A quick glance at the implementors of Ord

http://doc.rust-lang.org/master/std/cmp/trait.Ord.html

shows that most collections implement it. From discussion on IRC I’ve been told that most of these orderings are probably “lexicographical ordering of all elements in sorted order”, which is not the expected ordering (set inclusion) for most collections. In particular for the -Set types this is wrong.

Apparently Ord is required to use these types as keys in many collections. This also seems wrong to me. Why isn’t PartialOrd sufficient for keying?

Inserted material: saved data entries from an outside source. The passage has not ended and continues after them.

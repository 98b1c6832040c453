//! Runtime configuration.
//!
//! Loaded from YAML; every field has a default so a partial file (or no
//! file) is valid:
//!
//! ```yaml
//! provider:
//!   kind: openai
//! model: gpt-4o
//! analysis:
//!   temperature: 0.0
//!   max_output_tokens: 2000
//! retry:
//!   backoff: 5s
//!   max_retries: 1
//! call_delay: 1s
//! request_timeout: 60s
//! ```

use std::path::Path;
use std::time::Duration;

use serde::{Deserialize, Serialize};
use thiserror::Error;

use crate::providers::ProviderSettings;
use crate::resilience::RetryPolicy;

#[derive(Error, Debug)]
pub enum ConfigError {
    #[error("Failed to read config file: {0}")]
    Io(#[from] std::io::Error),

    #[error("Failed to parse config: {0}")]
    Parse(#[from] serde_yaml::Error),

    #[error("Invalid config: {0}")]
    Invalid(String),
}

/// Top-level runtime configuration.
#[derive(Debug, Clone, PartialEq, Serialize, Deserialize)]
#[serde(default)]
pub struct RuntimeConfig {
    pub provider: ProviderSettings,

    /// Model used for every call
    pub model: String,

    pub analysis: AnalysisSettings,
    pub summary: SummarySettings,
    pub budget: BudgetSettings,
    pub retry: RetryPolicy,

    /// Minimum gap between successive model calls
    #[serde(with = "humantime_duration")]
    pub call_delay: Duration,

    /// Upper bound on a single model call
    #[serde(with = "humantime_duration")]
    pub request_timeout: Duration,
}

impl Default for RuntimeConfig {
    fn default() -> Self {
        Self {
            provider: ProviderSettings::default(),
            model: "gpt-4o".to_string(),
            analysis: AnalysisSettings::default(),
            summary: SummarySettings::default(),
            budget: BudgetSettings::default(),
            retry: RetryPolicy::default(),
            call_delay: Duration::from_secs(1),
            request_timeout: Duration::from_secs(60),
        }
    }
}

impl RuntimeConfig {
    pub fn from_yaml(yaml: &str) -> Result<Self, ConfigError> {
        let config: Self = serde_yaml::from_str(yaml)?;
        config.validate()?;
        Ok(config)
    }

    pub fn from_yaml_file(path: impl AsRef<Path>) -> Result<Self, ConfigError> {
        let contents = std::fs::read_to_string(path)?;
        Self::from_yaml(&contents)
    }

    pub fn validate(&self) -> Result<(), ConfigError> {
        if self.model.trim().is_empty() {
            return Err(ConfigError::Invalid("model must not be empty".to_string()));
        }
        if self.budget.chars_per_token == 0 {
            return Err(ConfigError::Invalid("budget.chars_per_token must be at least 1".to_string()));
        }
        if !(0.0..=1.0).contains(&self.budget.metadata_fraction) {
            return Err(ConfigError::Invalid(
                "budget.metadata_fraction must be between 0 and 1".to_string(),
            ));
        }
        if self.budget.max_input_tokens > self.budget.context_window {
            return Err(ConfigError::Invalid(
                "budget.max_input_tokens exceeds budget.context_window".to_string(),
            ));
        }
        for (name, t) in [
            ("analysis.temperature", self.analysis.temperature),
            ("summary.overview_temperature", self.summary.overview_temperature),
            ("summary.categories_temperature", self.summary.categories_temperature),
        ] {
            if !(0.0..=2.0).contains(&t) {
                return Err(ConfigError::Invalid(format!("{name} must be between 0 and 2")));
            }
        }
        if self.request_timeout.is_zero() {
            return Err(ConfigError::Invalid("request_timeout must be positive".to_string()));
        }
        Ok(())
    }
}

/// Per-item compliance analysis call settings.
#[derive(Debug, Clone, PartialEq, Serialize, Deserialize)]
#[serde(default)]
pub struct AnalysisSettings {
    pub temperature: f32,
    pub max_output_tokens: u32,
}

impl Default for AnalysisSettings {
    fn default() -> Self {
        Self {
            temperature: 0.0,
            max_output_tokens: 2000,
        }
    }
}

/// Summarization call settings.
#[derive(Debug, Clone, PartialEq, Serialize, Deserialize)]
#[serde(default)]
pub struct SummarySettings {
    pub overview_temperature: f32,
    pub categories_temperature: f32,
    pub max_output_tokens: u32,
}

impl Default for SummarySettings {
    fn default() -> Self {
        Self {
            overview_temperature: 0.3,
            categories_temperature: 0.0,
            max_output_tokens: 1000,
        }
    }
}

/// Model input limits, in tokens.
#[derive(Debug, Clone, PartialEq, Serialize, Deserialize)]
#[serde(default)]
pub struct BudgetSettings {
    pub context_window: usize,
    pub max_input_tokens: usize,
    pub chars_per_token: usize,

    /// Share of `max_input_tokens` given to metadata extraction
    pub metadata_fraction: f64,
}

impl Default for BudgetSettings {
    fn default() -> Self {
        Self {
            context_window: 128_000,
            max_input_tokens: 100_000,
            chars_per_token: 4,
            metadata_fraction: 0.25,
        }
    }
}

impl BudgetSettings {
    /// Tokens of manuscript text allowed in a prompt whose fixed parts
    /// cost `overhead_tokens` and whose reply may use `max_output_tokens`.
    pub fn input_budget(&self, max_output_tokens: u32, overhead_tokens: usize) -> usize {
        self.context_window
            .saturating_sub(max_output_tokens as usize)
            .saturating_sub(overhead_tokens)
            .min(self.max_input_tokens)
    }

    pub fn metadata_budget(&self) -> usize {
        (self.max_input_tokens as f64 * self.metadata_fraction) as usize
    }
}

/// Serde adapter for human-readable durations ("5s", "250ms").
pub mod humantime_duration {
    use serde::{Deserialize, Deserializer, Serializer};
    use std::time::Duration;

    pub fn serialize<S>(duration: &Duration, serializer: S) -> Result<S::Ok, S::Error>
    where
        S: Serializer,
    {
        serializer.serialize_str(&humantime::format_duration(*duration).to_string())
    }

    pub fn deserialize<'de, D>(deserializer: D) -> Result<Duration, D::Error>
    where
        D: Deserializer<'de>,
    {
        let raw = String::deserialize(deserializer)?;
        humantime::parse_duration(&raw).map_err(serde::de::Error::custom)
    }
}
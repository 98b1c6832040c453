//! Prompt text for every model call.
//!
//! Prompts are split the same way for each stage: a fixed system prompt,
//! then a user prompt with the dynamic content appended last.

use std::collections::BTreeMap;

use repcheck_core::{ChecklistItem, ComplianceVerdict, Compliance};

/// System prompt for per-item compliance analysis.
pub const ANALYSIS_SYSTEM_PROMPT: &str = "You are a scientific manuscript analyzer that evaluates \
compliance with reproducibility reporting guidelines. You output only valid JSON.";

/// System prompt for the free-text overview.
pub const OVERVIEW_SYSTEM_PROMPT: &str = "You are a scientific manuscript analyzer that summarizes \
compliance analysis results. Be concise and focus on key findings and actionable recommendations.";

/// System prompt for the batched category summaries.
pub const CATEGORIES_SYSTEM_PROMPT: &str = "You are a scientific manuscript analyzer that \
categorizes compliance issues. Return only valid JSON without any other text.";

/// System prompt for metadata extraction.
pub const METADATA_SYSTEM_PROMPT: &str = "You extract bibliographic metadata from scientific \
manuscripts. Return only valid JSON without any other text.";

/// Per-item analysis prompt, with the manuscript text last.
pub fn analysis_prompt(item: &ChecklistItem, manuscript_text: &str) -> String {
    let mut prompt = String::from(
        "Assess whether the manuscript below reports the following checklist item.\n\n",
    );
    prompt.push_str(&format!("Item {}: {}\n", item.item_id, item.question));
    if !item.description.is_empty() {
        prompt.push_str(&format!("Description: {}\n", item.description));
    }
    if !item.original.is_empty() {
        prompt.push_str(&format!("Guideline text: {}\n", item.original));
    }
    if !item.section.is_empty() {
        prompt.push_str(&format!("Usually reported in: {}\n", item.section));
    }
    prompt.push_str(&format!(
        r#"
Respond with a JSON object with exactly these fields:
{{
  "compliance": one of {},
  "explanation": "why this label applies",
  "quote": "verbatim supporting text from the manuscript, or empty",
  "section": "manuscript section the quote comes from, or empty"
}}
Use "Partial" when the item is addressed incompletely and "n/a" when it does not apply to this study.

Manuscript:
"#,
        quoted_tokens()
    ));
    prompt.push_str(manuscript_text);
    prompt
}

fn quoted_tokens() -> String {
    Compliance::TOKENS
        .iter()
        .map(|t| format!("\"{t}\""))
        .collect::<Vec<_>>()
        .join(", ")
}

/// Render grouped verdicts as plain text for the summary prompts.
pub fn format_verdicts(groups: &BTreeMap<String, Vec<ComplianceVerdict>>) -> String {
    let mut out = String::new();
    for (category, verdicts) in groups {
        if verdicts.is_empty() {
            continue;
        }
        out.push_str(&format!("\nCategory: {category}\n"));
        for verdict in verdicts {
            out.push_str(&format!("\nItem {}:\n", verdict.item_id));
            out.push_str(&format!("Question: {}\n", verdict.question));
            out.push_str(&format!("Compliance: {}\n", verdict.compliance));
            out.push_str(&format!("Explanation: {}\n", verdict.explanation));
            if !verdict.quote.is_empty() {
                out.push_str(&format!("Quote: {}\n", verdict.quote));
            }
            if !verdict.section.is_empty() {
                out.push_str(&format!("Section: {}\n", verdict.section));
            }
        }
    }
    out
}

pub fn overview_prompt(manuscript_info: &str, formatted_verdicts: &str) -> String {
    format!(
        "Summarize the reproducibility reporting of this manuscript in one or two short paragraphs. \
Name the most important gaps and what the authors should add.\n\n\
Manuscript:\n{manuscript_info}\nResults:\n{formatted_verdicts}"
    )
}

pub fn categories_prompt(manuscript_info: &str, formatted_verdicts: &str, categories: &[String]) -> String {
    format!(
        r#"Summarize the compliance issues of this manuscript per category.
Categories: {}

Return a JSON object of this shape, with one entry per category that has issues:
{{
  "categories": {{
    "<category name>": {{"summary": "short description of the issues", "severity": "low" | "medium" | "high"}}
  }}
}}

Manuscript:
{manuscript_info}
Results:
{formatted_verdicts}"#,
        categories.join(", ")
    )
}

pub fn metadata_prompt(text: &str) -> String {
    format!(
        r#"Extract metadata from the beginning of this scientific manuscript.
Return a JSON object with these fields:
{{
  "title": "manuscript title",
  "authors": ["author names in order"],
  "doi": "DOI if printed, otherwise null",
  "abstract": "abstract text if present, otherwise null",
  "design": "study design, e.g. randomized controlled trial, otherwise null"
}}

Manuscript:
{text}"#
    )
}

#[cfg(test)]
mod tests {
    use super::*;
    use chrono::Utc;

    #[test]
    fn test_analysis_prompt_ends_with_text() {
        let item = ChecklistItem::new("6.3", "Statistics", "Is the test named?")
            .with_description("Name each statistical test");
        let prompt = analysis_prompt(&item, "MANUSCRIPT BODY");
        assert!(prompt.contains("Item 6.3: Is the test named?"));
        assert!(prompt.contains("Description: Name each statistical test"));
        assert!(prompt.contains("\"n/a\""));
        assert!(prompt.ends_with("MANUSCRIPT BODY"));
    }

    #[test]
    fn test_format_verdicts_skips_empty_categories() {
        let mut groups = BTreeMap::new();
        groups.insert("Empty".to_string(), Vec::new());
        groups.insert(
            "Data".to_string(),
            vec![ComplianceVerdict {
                doi: "d".to_string(),
                item_id: "1.1".to_string(),
                question: "Shared?".to_string(),
                compliance: Compliance::No,
                explanation: "Not found".to_string(),
                quote: String::new(),
                section: "Methods".to_string(),
                created_at: Utc::now(),
            }],
        );
        let text = format_verdicts(&groups);
        assert!(text.contains("Category: Data"));
        assert!(!text.contains("Category: Empty"));
        assert!(text.contains("Compliance: No"));
        assert!(text.contains("Section: Methods"));
        assert!(!text.contains("Quote:"));
    }

    #[test]
    fn test_categories_prompt_lists_taxonomy() {
        let prompt = categories_prompt("Title: X\n", "results", &["A".to_string(), "B".to_string()]);
        assert!(prompt.contains("Categories: A, B"));
        assert!(prompt.contains("\"categories\""));
    }
}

Should these implementations be dropped?

I see, a partial ordering is not enough to reliably search for keys. Imagine doing a binary search on a set with the trivial partial ordering (nothing compares to anything).

[ A, B, C, D, E, F, G ]

To find A: check is A <= D (no), so restrict the search to [ E, F, G ] and you can see that we’ve already failed.

So in the case of keying it makes sense to have an “arbitrary total ordering” just for the sake of having a total ordering; on the other hand, the exact ordering will not make sense for objects that don’t have a natural total ordering. This is an unfortunate state of affairs and it’s not clear to me what should be done about it.

Whoops, made an issue for this before I saw this thread pop up.